In the current debate about health care reform, we hear a renewed call by medical and insurance lobbyists, politicians, and media pundits for “malpractice reform.” These ardent reformers do not seek to reduce medical malpractice or improve patient safety. Instead they seek to block access to the courts for the families of patients who have been injured or killed by medical errors.
A woman in Charlotte recently responded to this misguided campaign. In an op-ed article published in the Charlotte Observer, Laurie Sanders explained why she has a special interest in the subject:
Medical negligence isn’t a topic I gave much thought to, until my six-year-old son went to the hospital sick for the first time in his life, and died of oxygen deprivation. Christopher was my only son. His Daddy, my husband, had died of cancer a few years earlier.

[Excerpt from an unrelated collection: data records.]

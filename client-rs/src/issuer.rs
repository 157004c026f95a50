//! Talking to the issuer

use crate::config::ClientConfig;
use crate::error::{ClientError, Result};
use async_trait::async_trait;
use mqttmtd::tls::TlsMaterial;
use mqttmtd::wire::{write_all_timeout, IssuerRequest, IssuerResponse, WireError};
use rustls::pki_types::ServerName;
use std::time::Duration;
use tokio::net::TcpStream;
use tokio_rustls::TlsConnector;
use tracing::debug;

/// Source of fresh token batches
#[async_trait]
pub trait IssuerClient: Send + Sync {
    async fn issue(&self, request: &IssuerRequest) -> Result<IssuerResponse>;
}

/// Issuer reached over mutual TLS, one connection per request
pub struct TlsIssuerClient {
    addr: String,
    server_name: ServerName<'static>,
    connector: TlsConnector,
    timeout: Duration,
}

impl TlsIssuerClient {
    pub fn new(config: &ClientConfig) -> Result<Self> {
        let material = TlsMaterial::load(&config.ca_cert, &config.client_cert, &config.client_key)?;
        Self::from_material(config, &material)
    }

    /// Build from PEM already in memory
    pub fn from_material(config: &ClientConfig, material: &TlsMaterial) -> Result<Self> {
        let server_name = ServerName::try_from(config.server_name.clone())
            .map_err(|e| ClientError::InvalidRequest(format!("server name: {e}")))?;
        Ok(Self {
            addr: config.issuer_addr.clone(),
            server_name,
            connector: TlsConnector::from(material.client_config()?),
            timeout: config.timeout,
        })
    }

    async fn connect(&self) -> Result<tokio_rustls::client::TlsStream<TcpStream>> {
        let handshake = async {
            let tcp = TcpStream::connect(&self.addr)
                .await
                .map_err(|e| ClientError::Connection(format!("{}: {e}", self.addr)))?;
            self.connector
                .connect(self.server_name.clone(), tcp)
                .await
                .map_err(|e| ClientError::Connection(format!("TLS handshake with {}: {e}", self.addr)))
        };
        if self.timeout.is_zero() {
            handshake.await
        } else {
            tokio::time::timeout(self.timeout, handshake)
                .await
                .map_err(|_| ClientError::Protocol(WireError::Timeout(self.timeout)))?
        }
    }
}

#[async_trait]
impl IssuerClient for TlsIssuerClient {
    async fn issue(&self, request: &IssuerRequest) -> Result<IssuerResponse> {
        let mut stream = self.connect().await?;
        debug!(issuer = %self.addr, "Opened issuer connection");

        write_all_timeout(&mut stream, &request.encode()?, self.timeout).await?;
        match IssuerResponse::read_from(&mut stream, request, self.timeout).await {
            Ok(response) => Ok(response),
            Err(WireError::Closed) => Err(ClientError::Denied),
            Err(e) => Err(e.into()),
        }
    }
}
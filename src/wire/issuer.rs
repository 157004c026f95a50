//! Issuance request/response codec
//!
//! Request:  `flags(1) [aead_type(1)] topic_len(2, BE) topic`
//!           flags: bit7 = publish, bit6 = AEAD requested, bits5-0 = batch size / 16
//! Response: `[key] timestamp(6) secret(6) * batch_size`

use super::{put_prefixed, read_exact_timeout, read_u16_timeout, read_u8_timeout, WireError};
use crate::aead::{AeadKey, AeadType};
use crate::auth::{AccessType, Secret, BATCH_GRANULARITY, MAX_BATCH_MULTIPLIER, SECRET_LEN, STAMP_LEN};
use std::time::Duration;
use tokio::io::AsyncRead;

const FLAG_AEAD: u8 = 0x40;
const BATCH_MASK: u8 = 0x3F;

#[derive(Debug, Clone, PartialEq, Eq)]
pub struct IssuerRequest {
    pub access: AccessType,
    /// `AeadType::None` when no key was requested
    pub aead: AeadType,
    /// Batch size divided by [`BATCH_GRANULARITY`]. Validated by the issuer, not the codec.
    pub batch_multiplier: u8,
    pub topic: Vec<u8>,
}

impl IssuerRequest {
    pub fn new(
        access: AccessType,
        aead: AeadType,
        batch_size: u16,
        topic: impl Into<Vec<u8>>,
    ) -> Result<Self, WireError> {
        let multiplier = u8::try_from(batch_size / BATCH_GRANULARITY).unwrap_or(u8::MAX);
        if batch_size % BATCH_GRANULARITY != 0 || !valid_multiplier(multiplier) {
            return Err(WireError::InvalidBatch(multiplier));
        }
        Ok(Self {
            access,
            aead,
            batch_multiplier: multiplier,
            topic: topic.into(),
        })
    }

    pub fn batch_size(&self) -> u16 {
        self.batch_multiplier as u16 * BATCH_GRANULARITY
    }

    pub fn has_valid_batch(&self) -> bool {
        valid_multiplier(self.batch_multiplier)
    }

    pub fn encode(&self) -> Result<Vec<u8>, WireError> {
        if !self.has_valid_batch() {
            return Err(WireError::InvalidBatch(self.batch_multiplier));
        }
        let mut out = Vec::with_capacity(4 + self.topic.len());
        let mut flags = self.access.flag_bit() | self.batch_multiplier;
        if self.aead.is_enabled() {
            flags |= FLAG_AEAD;
        }
        out.push(flags);
        if self.aead.is_enabled() {
            out.push(self.aead.as_u8());
        }
        put_prefixed(&mut out, &self.topic)?;
        Ok(out)
    }

    pub async fn read_from<R>(reader: &mut R, timeout: Duration) -> Result<Self, WireError>
    where
        R: AsyncRead + Unpin + ?Sized,
    {
        let flags = read_u8_timeout(reader, timeout).await?;
        let aead = if flags & FLAG_AEAD != 0 {
            AeadType::from_u8(read_u8_timeout(reader, timeout).await?)?
        } else {
            AeadType::None
        };
        let topic_len = read_u16_timeout(reader, timeout).await? as usize;
        let mut topic = vec![0u8; topic_len];
        read_exact_timeout(reader, &mut topic, timeout).await?;

        Ok(Self {
            access: AccessType::from_flag(flags),
            aead,
            batch_multiplier: flags & BATCH_MASK,
            topic,
        })
    }
}

fn valid_multiplier(m: u8) -> bool {
    (1..=MAX_BATCH_MULTIPLIER).contains(&m)
}

#[derive(Debug, Clone, PartialEq, Eq)]
pub struct IssuerResponse {
    pub key: Option<AeadKey>,
    pub timestamp: [u8; STAMP_LEN],
    pub secrets: Vec<Secret>,
}

impl IssuerResponse {
    pub fn encode(&self) -> Vec<u8> {
        let key_len = self.key.as_ref().map_or(0, |k| k.as_bytes().len());
        let mut out = Vec::with_capacity(key_len + STAMP_LEN + self.secrets.len() * SECRET_LEN);
        if let Some(key) = &self.key {
            out.extend_from_slice(key.as_bytes());
        }
        out.extend_from_slice(&self.timestamp);
        for secret in &self.secrets {
            out.extend_from_slice(secret.as_bytes());
        }
        out
    }

    /// Read the response to `request`; its size is fully determined by the request
    pub async fn read_from<R>(
        reader: &mut R,
        request: &IssuerRequest,
        timeout: Duration,
    ) -> Result<Self, WireError>
    where
        R: AsyncRead + Unpin + ?Sized,
    {
        let key_len = request.aead.key_len();
        let count = request.batch_size() as usize;
        let mut buf = vec![0u8; key_len + STAMP_LEN + count * SECRET_LEN];
        read_exact_timeout(reader, &mut buf, timeout).await?;

        let key = if request.aead.is_enabled() {
            Some(AeadKey::new(request.aead, buf[..key_len].to_vec())?)
        } else {
            None
        };
        let mut timestamp = [0u8; STAMP_LEN];
        timestamp.copy_from_slice(&buf[key_len..key_len + STAMP_LEN]);
        let secrets = buf[key_len + STAMP_LEN..]
            .chunks_exact(SECRET_LEN)
            .filter_map(Secret::from_slice)
            .collect();

        Ok(Self {
            key,
            timestamp,
            secrets,
        })
    }
}
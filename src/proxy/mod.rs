//! MQTT interface
//!
//! Accepts MQTT clients, dials the broker for each one and relays frames both ways, trading
//! tokens for real topics through the verifier on the way in.

pub mod packet;
pub mod session;
pub mod verifier_client;

pub use session::{Session, SessionSettings};
pub use verifier_client::TcpVerifierClient;

use crate::aead::AeadError;
use crate::auth::{AccessType, TokenError};
use crate::server::TokenVerifier;
use crate::wire::mqtt::PacketType;
use crate::wire::{ResultCode, WireError};
use anyhow::{Context, Result};
use std::net::SocketAddr;
use std::sync::Arc;
use std::time::Duration;
use thiserror::Error;
use tokio::net::{TcpListener, TcpStream};
use tracing::{debug, info, info_span, warn, Instrument};
use uuid::Uuid;

pub const DEFAULT_PROXY_ADDR: &str = "0.0.0.0:1883";
pub const DEFAULT_MAX_FRAME: usize = 65536;
/// One and a half times a 60s MQTT keepalive
pub const DEFAULT_IDLE_TIMEOUT: Duration = Duration::from_secs(90);

#[derive(Debug, Error)]
pub enum ProxyError {
    #[error(transparent)]
    Wire(#[from] WireError),

    #[error("verifier unavailable: {0}")]
    Verifier(#[source] WireError),

    #[error("{access} token rejected with code {code:?}")]
    Rejected { access: AccessType, code: ResultCode },

    #[error("topic is not a valid token: {0}")]
    Token(#[from] TokenError),

    #[error("payload crypto failed: {0}")]
    Aead(#[from] AeadError),

    #[error("{0} received before CONNECT")]
    NotConnected(PacketType),
}

#[derive(Debug, Clone)]
pub struct ProxyConfig {
    pub bind_addr: SocketAddr,
    pub broker_addr: SocketAddr,
    pub verifier_addr: SocketAddr,
    /// Per read/write deadline on client and broker connections
    pub timeout: Duration,
    /// Deadline for each verifier exchange
    pub verifier_timeout: Duration,
    /// Silence allowed between frames before a session is dropped
    pub idle_timeout: Duration,
    pub max_frame: usize,
}

impl ProxyConfig {
    pub fn new(broker_addr: SocketAddr, verifier_addr: SocketAddr) -> Self {
        Self {
            bind_addr: SocketAddr::from(([0, 0, 0, 0], 1883)),
            broker_addr,
            verifier_addr,
            timeout: Duration::from_secs(5),
            verifier_timeout: Duration::from_secs(1),
            idle_timeout: DEFAULT_IDLE_TIMEOUT,
            max_frame: DEFAULT_MAX_FRAME,
        }
    }

    pub fn bind_addr(mut self, addr: SocketAddr) -> Self {
        self.bind_addr = addr;
        self
    }

    pub fn timeout(mut self, timeout: Duration) -> Self {
        self.timeout = timeout;
        self
    }

    pub fn verifier_timeout(mut self, timeout: Duration) -> Self {
        self.verifier_timeout = timeout;
        self
    }

    pub fn idle_timeout(mut self, timeout: Duration) -> Self {
        self.idle_timeout = timeout;
        self
    }

    pub fn max_frame(mut self, max: usize) -> Self {
        self.max_frame = max;
        self
    }
}

pub struct Proxy {
    config: ProxyConfig,
    verifier: Arc<dyn TokenVerifier>,
}

impl Proxy {
    pub fn new(config: ProxyConfig) -> Self {
        let verifier = Arc::new(TcpVerifierClient::new(
            config.verifier_addr,
            config.verifier_timeout,
        ));
        Self { config, verifier }
    }

    /// Use a different verifier, e.g. an in-process service
    pub fn with_verifier(config: ProxyConfig, verifier: Arc<dyn TokenVerifier>) -> Self {
        Self { config, verifier }
    }

    pub async fn run(self) -> Result<()> {
        let listener = TcpListener::bind(self.config.bind_addr)
            .await
            .with_context(|| format!("Failed to bind proxy on {}", self.config.bind_addr))?;
        self.serve(listener).await
    }

    pub async fn serve(self, listener: TcpListener) -> Result<()> {
        info!(
            addr = %listener.local_addr()?,
            broker = %self.config.broker_addr,
            verifier = %self.config.verifier_addr,
            "Proxy listening"
        );
        let settings = SessionSettings {
            timeout: self.config.timeout,
            idle_timeout: self.config.idle_timeout,
            max_frame: self.config.max_frame,
        };

        loop {
            let (client, peer) = match listener.accept().await {
                Ok(conn) => conn,
                Err(e) => {
                    warn!(error = %e, "Failed to accept client connection");
                    continue;
                }
            };
            let span = info_span!("session", id = %Uuid::new_v4(), peer = %peer);
            let session = Session::new(self.verifier.clone(), settings);
            let broker_addr = self.config.broker_addr;
            let timeout = self.config.timeout;

            tokio::spawn(
                async move {
                    let broker = match dial(broker_addr, timeout).await {
                        Ok(broker) => broker,
                        Err(e) => {
                            warn!(broker = %broker_addr, error = %e, "Failed to reach broker");
                            return;
                        }
                    };
                    debug!("Session opened");
                    match session.relay(client, broker).await {
                        Ok(()) => debug!("Session closed"),
                        Err(e) => warn!(error = %e, "Session aborted"),
                    }
                }
                .instrument(span),
            );
        }
    }
}

async fn dial(addr: SocketAddr, timeout: Duration) -> Result<TcpStream, WireError> {
    let connect = TcpStream::connect(addr);
    let stream = if timeout.is_zero() {
        connect.await?
    } else {
        tokio::time::timeout(timeout, connect)
            .await
            .map_err(|_| WireError::Timeout(timeout))??
    };
    stream.set_nodelay(true)?;
    Ok(stream)
}

#[cfg(test)]
mod tests {
    use super::*;

    fn config() -> ProxyConfig {
        ProxyConfig::new(
            "127.0.0.1:1884".parse().unwrap(),
            "127.0.0.1:18884".parse().unwrap(),
        )
    }

    #[test]
    fn test_config_defaults() {
        let config = config();
        assert_eq!(config.bind_addr.to_string(), DEFAULT_PROXY_ADDR);
        assert_eq!(config.timeout, Duration::from_secs(5));
        assert_eq!(config.verifier_timeout, Duration::from_secs(1));
        assert_eq!(config.idle_timeout, Duration::from_secs(90));
        assert_eq!(config.max_frame, 65536);
    }

    #[test]
    fn test_config_builder_chain() {
        let config = config()
            .bind_addr("127.0.0.1:0".parse().unwrap())
            .timeout(Duration::from_millis(250))
            .verifier_timeout(Duration::from_millis(50))
            .idle_timeout(Duration::from_secs(30))
            .max_frame(1024);
        assert_eq!(config.bind_addr.port(), 0);
        assert_eq!(config.timeout, Duration::from_millis(250));
        assert_eq!(config.verifier_timeout, Duration::from_millis(50));
        assert_eq!(config.idle_timeout, Duration::from_secs(30));
        assert_eq!(config.max_frame, 1024);
    }

    #[test]
    fn test_error_messages() {
        let err = ProxyError::NotConnected(PacketType::Subscribe);
        assert_eq!(err.to_string(), "SUBSCRIBE received before CONNECT");
        let err = ProxyError::Rejected {
            access: AccessType::Publish,
            code: ResultCode::Fail,
        };
        assert!(err.to_string().contains("rejected"));
    }
}
//! Mutual TLS configuration
//!
//! The issuer only speaks TLS 1.3 and requires a client certificate chained to the
//! configured CA. Both sides use the ring crypto provider explicitly so no process-wide
//! default needs installing.

use rustls::crypto::{ring, CryptoProvider};
use rustls::pki_types::pem::PemObject;
use rustls::pki_types::{CertificateDer, PrivateKeyDer};
use rustls::server::WebPkiClientVerifier;
use rustls::{ClientConfig, RootCertStore, ServerConfig};
use std::path::{Path, PathBuf};
use std::sync::Arc;
use thiserror::Error;

#[derive(Debug, Error)]
pub enum TlsError {
    #[error("failed to read {path}: {source}")]
    Read {
        path: PathBuf,
        #[source]
        source: std::io::Error,
    },

    #[error("certificate error: {0}")]
    Certificate(String),

    #[error("private key error: {0}")]
    PrivateKey(String),

    #[error("TLS configuration error: {0}")]
    Config(String),
}

/// PEM material for one side of a mutual TLS connection
#[derive(Clone)]
pub struct TlsMaterial {
    pub ca_pem: Vec<u8>,
    pub cert_pem: Vec<u8>,
    pub key_pem: Vec<u8>,
}

impl std::fmt::Debug for TlsMaterial {
    fn fmt(&self, f: &mut std::fmt::Formatter<'_>) -> std::fmt::Result {
        f.debug_struct("TlsMaterial")
            .field("ca_pem", &format_args!("{} bytes", self.ca_pem.len()))
            .field("cert_pem", &format_args!("{} bytes", self.cert_pem.len()))
            .field("key_pem", &"[REDACTED]")
            .finish()
    }
}

impl TlsMaterial {
    pub fn from_pem(
        ca_pem: impl Into<Vec<u8>>,
        cert_pem: impl Into<Vec<u8>>,
        key_pem: impl Into<Vec<u8>>,
    ) -> Self {
        Self {
            ca_pem: ca_pem.into(),
            cert_pem: cert_pem.into(),
            key_pem: key_pem.into(),
        }
    }

    pub fn load(ca: &Path, cert: &Path, key: &Path) -> Result<Self, TlsError> {
        Ok(Self {
            ca_pem: read(ca)?,
            cert_pem: read(cert)?,
            key_pem: read(key)?,
        })
    }

    /// Server side: TLS 1.3 only, client certificate required and verified
    pub fn server_config(&self) -> Result<Arc<ServerConfig>, TlsError> {
        let provider = provider();
        let roots = self.root_store()?;
        let verifier = WebPkiClientVerifier::builder_with_provider(Arc::new(roots), provider.clone())
            .build()
            .map_err(|e| TlsError::Config(format!("client verifier: {e}")))?;

        let config = ServerConfig::builder_with_provider(provider)
            .with_protocol_versions(&[&rustls::version::TLS13])
            .map_err(|e| TlsError::Config(e.to_string()))?
            .with_client_cert_verifier(verifier)
            .with_single_cert(self.certs()?, self.key()?)
            .map_err(|e| TlsError::Config(format!("server config: {e}")))?;
        Ok(Arc::new(config))
    }

    /// Client side: presents the client certificate and trusts only the CA
    pub fn client_config(&self) -> Result<Arc<ClientConfig>, TlsError> {
        let config = ClientConfig::builder_with_provider(provider())
            .with_protocol_versions(&[&rustls::version::TLS13])
            .map_err(|e| TlsError::Config(e.to_string()))?
            .with_root_certificates(self.root_store()?)
            .with_client_auth_cert(self.certs()?, self.key()?)
            .map_err(|e| TlsError::Config(format!("client config: {e}")))?;
        Ok(Arc::new(config))
    }

    fn root_store(&self) -> Result<RootCertStore, TlsError> {
        let ca_certs = parse_certificates(&self.ca_pem)?;
        if ca_certs.is_empty() {
            return Err(TlsError::Certificate("no CA certificates found".into()));
        }
        let mut roots = RootCertStore::empty();
        for cert in ca_certs {
            roots
                .add(cert)
                .map_err(|e| TlsError::Certificate(format!("failed to add CA certificate: {e}")))?;
        }
        Ok(roots)
    }

    fn certs(&self) -> Result<Vec<CertificateDer<'static>>, TlsError> {
        let certs = parse_certificates(&self.cert_pem)?;
        if certs.is_empty() {
            return Err(TlsError::Certificate("no certificates found".into()));
        }
        Ok(certs)
    }

    fn key(&self) -> Result<PrivateKeyDer<'static>, TlsError> {
        PrivateKeyDer::from_pem_slice(&self.key_pem)
            .map_err(|e| TlsError::PrivateKey(format!("failed to parse private key: {e}")))
    }
}

fn provider() -> Arc<CryptoProvider> {
    Arc::new(ring::default_provider())
}

fn read(path: &Path) -> Result<Vec<u8>, TlsError> {
    std::fs::read(path).map_err(|source| TlsError::Read {
        path: path.to_path_buf(),
        source,
    })
}

fn parse_certificates(pem: &[u8]) -> Result<Vec<CertificateDer<'static>>, TlsError> {
    CertificateDer::pem_slice_iter(pem)
        .collect::<Result<Vec<_>, _>>()
        .map_err(|e| TlsError::Certificate(format!("failed to parse certificates: {e}")))
}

In experiencing the death of my husband and son, I have seen the best medical professionals and the worst. I have seen the most caring, and the least.
I buried my husband knowing that medical professionals did everything they could. I buried my son knowing that medical professionals failed him at the most basic level.
Lobbyists for “malpractice reform” claim that lawsuits raise health care costs by inducing doctors to practice “defensive medicine.” Laurie responded:
We are told that doctors will stop ordering unnecessary tests and procedures if they are freed of the threat of malpractice lawsuits. Both the Government Accounting Office and the Congressional Budget Office have issued reports questioning the pervasiveness of “defensive medicine” and concluding that meddling with the legal system will have a minimal effect on health care costs. When doctors and hospitals have an economic incentive to order additional tests and procedures, we should be skeptical of their claims that they were motivated by the fear of being sued.
One of the lessons of Christopher’s unnecessary death -- and my necessary lawsuit -- is not that health care providers need to engage in cost-inflating “defensive medicine.” Instead, it is that doctors and nurses must pay attention, communicate with their colleagues, and adhere to well recognized standards of practice.
In a recent New Yorker article about health care costs, Dr. Atul Gawande confirmed Laurie’s insight about “defensive medicine.” Per capita costs for Medicare patients vary dramatically across the country. To better understand those variations, Dr. Gawande studied McAllen, Texas, a community whose Medicare costs are at the highest end of the spectrum.
Dr. Gawande found that demographic differences (such as race, ethnicity, poverty and age) could not explain why costs are so high in McAllen: per capita Medicare costs in El Paso, a city with virtually the same demographics as McAllen, are much lower. Nor could the high medical costs in McAllen be blamed on “defensive medicine”: doctors in El Paso and McAllen are governed by the same tort laws, and all benefit from the radical version of “malpractice reform” that Texas adopted in the 1990’s.
After interviewing doctors and hospital administrators in McAllen, and ruling out other possible explanations, Dr. Gawande concluded that the intense entrepreneurial spirit that pervades the McAllen medical community is primarily responsible for the high cost of care. In short, the doctors who are most highly motivated by profit are the ones who order the most expensive tests and procedures.
As they consider calls for “malpractice reform,” legislators need to remember McAllen, Laurie and Christopher. Restricting patients’ access to the courts will diminish patient safety, and do nothing to lower health care costs.